In the midst of great kings: the monumentalization of text in the Iron Age Levant
DOI:
https://doi.org/10.56004/v1h13Keywords:
monumental text, monumentality, monumentalization, mixed media, Northwest Semitic, ZincirliAbstract
The Bar-Rakib Palace Inscriptions from Zincirli have received relatively little attention from philologists and archaeologists alike because of their predictable and derivative content. However, these monuments provide an unparalleled insight into the monumentalization of text in the Iron Age Levant. As might be expected, Bar-Rakib's Aramaic inscriptions and reliefs repeat themes and tropes from other monuments. They also were strategically deployed at the site so as to interact with nearby monuments left by earlier rulers.
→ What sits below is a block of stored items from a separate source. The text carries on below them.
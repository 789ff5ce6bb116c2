//! Sacred-frequency sound healing catalog.
//!
//! There is no audio engine behind these cards. [`TrackPlayer`] only records
//! which card shows the pause icon.

use std::collections::BTreeSet;

/// One frequency card.
#[derive(Debug, Clone, PartialEq, Eq)]
pub struct SoundTrack {
    pub id: u32,
    pub name: &'static str,
    pub frequency: &'static str,
    pub duration: &'static str,
    pub benefits: &'static str,
    pub description: &'static str,
    /// CSS modifier for the card gradient
    pub tint: &'static str,
}

impl SoundTrack {
    /// Benefits split into individual tags.
    pub fn benefit_tags(&self) -> Vec<&'static str> {
        self.benefits.split(',').map(str::trim).collect()
    }
}

pub static SOUND_TRACKS: &[SoundTrack] = &[
    SoundTrack {
        id: 1,
        name: "432 Hz Miracle Tone",
        frequency: "432 Hz",
        duration: "15 min",
        benefits: "Universal healing, Pure effects, Natural frequency of the universe",
        description: "Known as the miracle tone, 432 Hz resonates with the universe's natural frequency.",
        tint: "tint-blue",
    },
    SoundTrack {
        id: 2,
        name: "528 Hz Love Frequency",
        frequency: "528 Hz",
        duration: "20 min",
        benefits: "DNA repair, Transformation, Miracles",
        description: "The frequency of love and miracles, helping in cellular healing and transformation.",
        tint: "tint-green",
    },
    SoundTrack {
        id: 3,
        name: "639 Hz Heart Chakra",
        frequency: "639 Hz",
        duration: "25 min",
        benefits: "Relationships, Love, Heart Chakra healing",
        description: "Connects with the heart chakra, promoting love and positive relationships.",
        tint: "tint-pink",
    },
    SoundTrack {
        id: 4,
        name: "741 Hz Spiritual Detox",
        frequency: "741 Hz",
        duration: "30 min",
        benefits: "Spiritual awakening, Intuition, Expression",
        description: "Cleanses the body from toxins and electromagnetic radiation.",
        tint: "tint-purple",
    },
];

/// (title, description) blurbs under the track grid.
pub static SOUND_BENEFITS: &[(&str, &str)] = &[
    (
        "Stress Reduction",
        "Sacred frequencies help reduce stress and anxiety levels",
    ),
    (
        "Energy Balance",
        "Align and balance your body's natural energy centers",
    ),
    (
        "Deep Healing",
        "Promote cellular healing and spiritual transformation",
    ),
];

pub const SOUND_BACKGROUND_VIDEO: &str = "/videos/sound-healing-bg.mp4";

/// Play/pause indicator state for the track grid.
#[derive(Debug, Clone, Copy, Default, PartialEq, Eq)]
pub struct TrackPlayer {
    current: Option<u32>,
    playing: bool,
}

impl TrackPlayer {
    pub fn new() -> Self {
        Self::default()
    }

    /// Play button pressed on track `id`.
    ///
    /// Pressing the playing track pauses it; any other press selects and
    /// plays that track.
    pub fn press(&mut self, id: u32) {
        if self.is_playing(id) {
            self.playing = false;
        } else {
            self.current = Some(id);
            self.playing = true;
        }
        tracing::debug!(track = id, playing = self.playing, "Track toggled");
    }

    pub fn is_playing(&self, id: u32) -> bool {
        self.playing && self.current == Some(id)
    }

    pub fn current(&self) -> Option<u32> {
        self.current
    }
}

/// Heart toggles on the track grid.
#[derive(Debug, Clone, Default, PartialEq, Eq)]
pub struct Favorites {
    ids: BTreeSet<u32>,
}

impl Favorites {
    /// Flip membership; returns whether `id` is now a favourite.
    pub fn toggle(&mut self, id: u32) -> bool {
        if !self.ids.remove(&id) {
            self.ids.insert(id);
            true
        } else {
            false
        }
    }

    pub fn contains(&self, id: u32) -> bool {
        self.ids.contains(&id)
    }

    pub fn len(&self) -> usize {
        self.ids.len()
    }

    pub fn is_empty(&self) -> bool {
        self.ids.is_empty()
    }
}

#[cfg(test)]
mod tests {
    use super::*;
    use std::collections::HashSet;

    #[test]
    fn test_track_ids_unique() {
        let ids: HashSet<_> = SOUND_TRACKS.iter().map(|t| t.id).collect();
        assert_eq!(ids.len(), 4);
    }

    #[test]
    fn test_benefit_tags() {
        let tags = SOUND_TRACKS[1].benefit_tags();
        assert_eq!(tags, vec!["DNA repair", "Transformation", "Miracles"]);
    }

    #[test]
    fn test_press_plays_then_pauses() {
        let mut player = TrackPlayer::new();
        player.press(2);
        assert!(player.is_playing(2));
        player.press(2);
        assert!(!player.is_playing(2));
        assert_eq!(player.current(), Some(2));
    }

    #[test]
    fn test_press_other_track_switches() {
        let mut player = TrackPlayer::new();
        player.press(1);
        player.press(3);
        assert!(!player.is_playing(1));
        assert!(player.is_playing(3));
    }

    #[test]
    fn test_favorites_toggle() {
        let mut favs = Favorites::default();
        assert!(favs.toggle(4));
        assert!(favs.contains(4));
        assert!(!favs.toggle(4));
        assert!(favs.is_empty());
    }
}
What has received less attention is the fact that Bar-Rakib's monuments also shared many artistic tropes with small finds from Zincirli, including letters, incantation plaques, seals, and amulets. These correspondences suggest that monumental texts functioned by appropriating aspects of personal artifacts to be used on a communal scale. By projecting not only prestige but also intimacy, Bar-Rakib's inscriptions invited their audience to interact with them in imaginative ways. As the audience related to the monumental texts through acts of reading, viewing, and ritual, they would in turn reconfigure their own relationships to other communicative media, places, each other, and the polity as a whole. It was this ability to relate to communities and thus reshape them that made a text monumental in the Iron Age Levant. This was accomplished through the strategic juxtaposition of text with visual and performative media in particular spatial contexts.